Court papers describe how the incident left Mrs Kelly "shaken and distressed." She was away from her work with CVS Inverclyde for two weeks then took to carrying an umbrella to protect her as she made her way too and from her office.

Pains in her chest and thigh made sitting at a computer difficult and her husband and daughter had to step in to help with shopping, cooking and other household tasks.

For weeks she could only sleep upright and with the help of painkillers.

Mrs Kelly said that towers beside the door were a favourite nesting site for gulls.

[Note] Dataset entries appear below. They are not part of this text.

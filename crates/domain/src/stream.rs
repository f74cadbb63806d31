use serde::{Deserialize, Serialize};
use std::pin::Pin;

/// A boxed async stream, used for LLM streaming responses.
pub type BoxStream<'a, T> = Pin<Box<dyn futures_core::Stream<Item = T> + Send + 'a>>;

/// Events emitted during LLM streaming (provider-agnostic).
#[derive(Debug, Clone, Serialize, Deserialize)]
#[serde(tag = "type")]
pub enum StreamEvent {
    /// A text token chunk.
    #[serde(rename = "token")]
    Token { text: String },

    /// A tool call is complete with full arguments.
    #[serde(rename = "tool_call")]
    ToolCall {
        call_id: String,
        tool_name: String,
        arguments: serde_json::Value,
    },

    /// Stream is finished.
    #[serde(rename = "done")]
    Done {
        usage: Option<Usage>,
        finish_reason: Option<String>,
    },

    /// An error occurred during streaming.
    #[serde(rename = "error")]
    Error { message: String },
}

/// Token usage for a completion.
#[derive(Debug, Clone, Default, PartialEq, Eq, Serialize, Deserialize)]
pub struct Usage {
    pub prompt_tokens: u32,
    pub completion_tokens: u32,
    pub total_tokens: u32,
}

impl Usage {
    pub fn add(&mut self, other: &Usage) {
        self.prompt_tokens += other.prompt_tokens;
        self.completion_tokens += other.completion_tokens;
        self.total_tokens += other.total_tokens;
    }
}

Discussing the incident with colleagues, she learned that a chick had fallen from the nest on the day she was attacked.

The paperwork she has submitted to the court asserts: "Urban colonies of nesting gulls were a well-recognised phenomena in the vicinity of the building and the landfill site.

"Gulls consume a highly variable diet and they are predators, scavengers and kleptoparasitic in nature."

Nesting gulls tend to be aggressive in response to predators and intruders and present "a serious risk of injury to people moving within their vicinity," claim her legal team.

Mrs Ann Walsh, manager with Enterprise Childcare, who also works in the Ladyburn business centre, said the gull problem had been going on for years.

"I was attacked myself by gulls," she said. "I was pooed on as part of the attack."

Mrs Walsh, 45, continued: "I had to bring a brolly to work in spring and summer time and when they were particularly bad I had the brolly up."

She said she was angry and had raised her concern with the building's management.

"You shouldn't have to be dodging seagulls when you come to work in the morning."

Landlords Riverside Inverclyde (Property Holdings) who deny liability.

They are part of an organisation set up by the Scottish Government, Scottish Enterprise and Inverclyde Council.

They claim Mrs Kelly was at least partly to blame because she did not look where she was putting her feet.

If Mrs Kelly proves that the building owners were entirely at fault, it has been agreed that she stands to receive pounds 7000 damages.

The hearing continues.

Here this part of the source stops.